● **PROBLEM TO WORK ON**
Which of the lines in the data mention the string "once"? List them all.

● **EXTRACTED MATERIAL**
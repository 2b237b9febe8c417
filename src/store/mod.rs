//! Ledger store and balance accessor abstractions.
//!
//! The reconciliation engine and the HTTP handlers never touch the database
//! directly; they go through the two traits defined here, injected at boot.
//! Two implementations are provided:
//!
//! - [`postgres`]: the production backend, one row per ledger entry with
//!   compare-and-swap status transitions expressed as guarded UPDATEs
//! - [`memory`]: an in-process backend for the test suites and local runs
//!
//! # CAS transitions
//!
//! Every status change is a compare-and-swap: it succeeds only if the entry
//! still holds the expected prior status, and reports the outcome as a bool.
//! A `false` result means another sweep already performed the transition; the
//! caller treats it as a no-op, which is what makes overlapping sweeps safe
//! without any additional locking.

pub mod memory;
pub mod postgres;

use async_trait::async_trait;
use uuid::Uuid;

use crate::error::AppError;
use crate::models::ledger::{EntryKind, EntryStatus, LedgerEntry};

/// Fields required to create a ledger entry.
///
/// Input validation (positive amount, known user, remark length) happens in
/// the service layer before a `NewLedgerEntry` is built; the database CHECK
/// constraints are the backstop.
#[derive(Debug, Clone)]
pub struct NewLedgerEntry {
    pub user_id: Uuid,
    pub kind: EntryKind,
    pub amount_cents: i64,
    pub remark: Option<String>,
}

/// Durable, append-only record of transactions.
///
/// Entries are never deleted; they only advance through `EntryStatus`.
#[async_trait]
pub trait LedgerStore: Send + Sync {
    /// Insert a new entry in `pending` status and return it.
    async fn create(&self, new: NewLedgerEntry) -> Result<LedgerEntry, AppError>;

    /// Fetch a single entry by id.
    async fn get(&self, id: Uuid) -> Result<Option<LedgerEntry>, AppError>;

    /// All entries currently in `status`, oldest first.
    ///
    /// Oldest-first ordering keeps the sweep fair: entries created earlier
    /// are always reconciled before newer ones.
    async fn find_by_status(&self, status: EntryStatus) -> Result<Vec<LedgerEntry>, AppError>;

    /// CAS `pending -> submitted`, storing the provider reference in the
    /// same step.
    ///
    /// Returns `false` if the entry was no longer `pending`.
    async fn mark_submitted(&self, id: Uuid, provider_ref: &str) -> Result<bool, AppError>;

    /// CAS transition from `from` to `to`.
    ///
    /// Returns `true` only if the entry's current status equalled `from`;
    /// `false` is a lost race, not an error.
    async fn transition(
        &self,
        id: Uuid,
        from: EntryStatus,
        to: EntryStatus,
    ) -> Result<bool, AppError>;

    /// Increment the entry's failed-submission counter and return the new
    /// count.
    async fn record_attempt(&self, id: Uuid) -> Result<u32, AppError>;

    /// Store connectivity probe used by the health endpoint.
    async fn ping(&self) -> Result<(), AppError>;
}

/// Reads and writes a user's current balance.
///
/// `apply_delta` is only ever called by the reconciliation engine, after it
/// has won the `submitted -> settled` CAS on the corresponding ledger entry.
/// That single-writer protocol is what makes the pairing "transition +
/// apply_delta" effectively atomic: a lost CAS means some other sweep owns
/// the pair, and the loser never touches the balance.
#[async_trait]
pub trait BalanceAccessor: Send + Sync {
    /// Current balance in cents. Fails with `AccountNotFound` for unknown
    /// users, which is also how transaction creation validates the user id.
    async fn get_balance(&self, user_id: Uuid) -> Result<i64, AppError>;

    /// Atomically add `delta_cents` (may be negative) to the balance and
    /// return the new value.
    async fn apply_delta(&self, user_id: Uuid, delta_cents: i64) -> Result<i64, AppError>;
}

* * *

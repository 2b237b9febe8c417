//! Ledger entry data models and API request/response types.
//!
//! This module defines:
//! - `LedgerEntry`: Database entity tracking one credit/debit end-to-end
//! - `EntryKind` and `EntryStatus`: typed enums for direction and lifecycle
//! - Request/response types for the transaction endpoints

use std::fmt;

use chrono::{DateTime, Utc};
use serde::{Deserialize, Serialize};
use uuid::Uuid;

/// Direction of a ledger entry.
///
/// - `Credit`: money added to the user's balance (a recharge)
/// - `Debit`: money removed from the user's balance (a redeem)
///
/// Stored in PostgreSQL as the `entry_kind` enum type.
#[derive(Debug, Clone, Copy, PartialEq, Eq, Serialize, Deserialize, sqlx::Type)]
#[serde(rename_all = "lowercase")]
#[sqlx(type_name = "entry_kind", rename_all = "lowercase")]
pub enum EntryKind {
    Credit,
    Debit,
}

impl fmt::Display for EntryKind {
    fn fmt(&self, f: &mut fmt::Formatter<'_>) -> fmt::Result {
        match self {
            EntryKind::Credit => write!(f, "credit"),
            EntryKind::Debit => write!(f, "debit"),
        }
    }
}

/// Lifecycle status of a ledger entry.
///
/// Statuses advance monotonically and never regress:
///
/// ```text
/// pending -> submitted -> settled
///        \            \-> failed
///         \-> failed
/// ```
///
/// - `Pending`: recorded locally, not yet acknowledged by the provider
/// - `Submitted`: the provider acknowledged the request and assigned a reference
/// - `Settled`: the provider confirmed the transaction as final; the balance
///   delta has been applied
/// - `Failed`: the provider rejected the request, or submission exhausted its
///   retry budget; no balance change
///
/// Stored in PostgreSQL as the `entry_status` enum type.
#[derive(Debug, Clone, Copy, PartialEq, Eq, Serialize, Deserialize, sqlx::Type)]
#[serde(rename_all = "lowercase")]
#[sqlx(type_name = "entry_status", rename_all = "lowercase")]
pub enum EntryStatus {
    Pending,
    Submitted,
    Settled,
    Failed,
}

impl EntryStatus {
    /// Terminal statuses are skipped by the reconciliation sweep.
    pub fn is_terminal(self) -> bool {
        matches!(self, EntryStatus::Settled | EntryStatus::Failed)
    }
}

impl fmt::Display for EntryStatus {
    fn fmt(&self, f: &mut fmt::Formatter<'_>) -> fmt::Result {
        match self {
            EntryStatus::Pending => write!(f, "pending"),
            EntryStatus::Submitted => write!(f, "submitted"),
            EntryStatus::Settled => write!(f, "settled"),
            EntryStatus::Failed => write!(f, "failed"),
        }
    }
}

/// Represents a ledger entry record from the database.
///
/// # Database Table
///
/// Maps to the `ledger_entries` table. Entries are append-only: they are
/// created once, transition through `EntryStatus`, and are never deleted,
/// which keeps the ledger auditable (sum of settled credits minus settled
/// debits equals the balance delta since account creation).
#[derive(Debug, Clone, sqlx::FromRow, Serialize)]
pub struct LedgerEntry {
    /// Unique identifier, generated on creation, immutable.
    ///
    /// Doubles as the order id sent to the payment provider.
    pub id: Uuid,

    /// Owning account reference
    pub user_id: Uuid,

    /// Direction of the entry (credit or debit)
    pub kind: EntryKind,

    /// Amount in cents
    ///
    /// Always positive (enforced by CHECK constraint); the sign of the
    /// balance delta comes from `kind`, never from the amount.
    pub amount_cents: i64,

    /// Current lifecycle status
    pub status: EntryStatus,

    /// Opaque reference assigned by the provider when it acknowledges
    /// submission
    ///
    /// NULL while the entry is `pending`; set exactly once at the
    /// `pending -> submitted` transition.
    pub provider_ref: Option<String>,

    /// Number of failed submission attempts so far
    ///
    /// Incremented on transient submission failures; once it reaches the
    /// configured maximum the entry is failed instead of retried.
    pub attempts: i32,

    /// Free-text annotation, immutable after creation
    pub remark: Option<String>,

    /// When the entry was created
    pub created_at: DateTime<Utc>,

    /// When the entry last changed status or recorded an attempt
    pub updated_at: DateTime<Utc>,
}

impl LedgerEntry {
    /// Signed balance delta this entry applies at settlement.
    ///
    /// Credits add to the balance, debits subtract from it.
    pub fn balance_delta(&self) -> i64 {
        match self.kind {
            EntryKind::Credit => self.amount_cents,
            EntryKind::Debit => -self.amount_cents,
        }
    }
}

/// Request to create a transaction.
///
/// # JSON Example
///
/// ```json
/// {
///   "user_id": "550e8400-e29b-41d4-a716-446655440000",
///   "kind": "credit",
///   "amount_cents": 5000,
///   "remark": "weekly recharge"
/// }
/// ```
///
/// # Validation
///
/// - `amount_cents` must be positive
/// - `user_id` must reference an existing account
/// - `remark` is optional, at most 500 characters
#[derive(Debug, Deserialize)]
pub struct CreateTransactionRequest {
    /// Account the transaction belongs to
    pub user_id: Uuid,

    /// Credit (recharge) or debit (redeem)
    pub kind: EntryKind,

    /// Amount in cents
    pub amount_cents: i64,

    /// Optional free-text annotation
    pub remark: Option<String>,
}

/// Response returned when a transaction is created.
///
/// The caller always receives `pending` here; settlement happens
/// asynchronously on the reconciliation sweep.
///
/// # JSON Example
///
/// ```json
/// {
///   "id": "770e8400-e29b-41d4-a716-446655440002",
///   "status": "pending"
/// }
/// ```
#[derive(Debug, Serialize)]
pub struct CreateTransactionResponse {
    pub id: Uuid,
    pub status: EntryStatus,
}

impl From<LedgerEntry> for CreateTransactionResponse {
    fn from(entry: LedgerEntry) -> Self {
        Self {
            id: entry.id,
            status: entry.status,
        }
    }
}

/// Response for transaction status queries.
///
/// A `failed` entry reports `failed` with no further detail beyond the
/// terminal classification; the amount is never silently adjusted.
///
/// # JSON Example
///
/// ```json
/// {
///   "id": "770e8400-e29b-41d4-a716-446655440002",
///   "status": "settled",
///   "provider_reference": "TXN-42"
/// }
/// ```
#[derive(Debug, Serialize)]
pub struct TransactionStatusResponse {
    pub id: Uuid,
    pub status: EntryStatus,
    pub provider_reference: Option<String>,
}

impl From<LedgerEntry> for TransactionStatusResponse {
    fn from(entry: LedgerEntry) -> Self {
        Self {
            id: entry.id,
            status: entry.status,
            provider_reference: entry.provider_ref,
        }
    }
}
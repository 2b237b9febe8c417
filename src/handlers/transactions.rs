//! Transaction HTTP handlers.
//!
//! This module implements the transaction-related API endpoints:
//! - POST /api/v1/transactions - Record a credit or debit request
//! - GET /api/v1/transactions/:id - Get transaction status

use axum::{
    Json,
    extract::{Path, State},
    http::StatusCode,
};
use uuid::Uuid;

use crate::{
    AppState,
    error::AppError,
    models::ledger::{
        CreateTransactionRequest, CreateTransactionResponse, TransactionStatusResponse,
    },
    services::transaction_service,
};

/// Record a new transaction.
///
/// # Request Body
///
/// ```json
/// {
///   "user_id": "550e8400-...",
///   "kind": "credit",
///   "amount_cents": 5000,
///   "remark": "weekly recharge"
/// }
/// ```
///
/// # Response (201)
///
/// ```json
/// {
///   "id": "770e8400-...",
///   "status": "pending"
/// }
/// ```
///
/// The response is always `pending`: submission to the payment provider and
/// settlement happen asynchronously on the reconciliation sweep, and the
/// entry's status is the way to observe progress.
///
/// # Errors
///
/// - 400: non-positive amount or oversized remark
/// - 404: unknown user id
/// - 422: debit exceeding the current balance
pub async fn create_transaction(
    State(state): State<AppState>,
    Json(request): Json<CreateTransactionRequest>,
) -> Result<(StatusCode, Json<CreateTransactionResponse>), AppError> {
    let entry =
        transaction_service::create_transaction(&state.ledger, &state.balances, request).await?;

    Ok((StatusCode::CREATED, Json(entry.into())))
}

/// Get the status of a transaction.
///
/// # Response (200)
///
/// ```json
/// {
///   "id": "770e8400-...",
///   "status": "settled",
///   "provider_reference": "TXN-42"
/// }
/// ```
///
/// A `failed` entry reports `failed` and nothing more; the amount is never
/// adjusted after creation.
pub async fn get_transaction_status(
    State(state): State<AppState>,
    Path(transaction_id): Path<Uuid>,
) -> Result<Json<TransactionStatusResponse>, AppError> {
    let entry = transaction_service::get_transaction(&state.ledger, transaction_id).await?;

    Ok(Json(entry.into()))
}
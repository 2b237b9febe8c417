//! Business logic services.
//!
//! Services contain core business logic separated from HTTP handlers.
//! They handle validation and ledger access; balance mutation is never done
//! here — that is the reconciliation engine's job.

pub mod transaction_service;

● **ANSWER BOX**
/// created once, transition through `EntryStatus`, and are never deleted,
    /// NULL while the entry is `pending`; set exactly once at the
    /// Incremented on transient submission failures; once it reaches the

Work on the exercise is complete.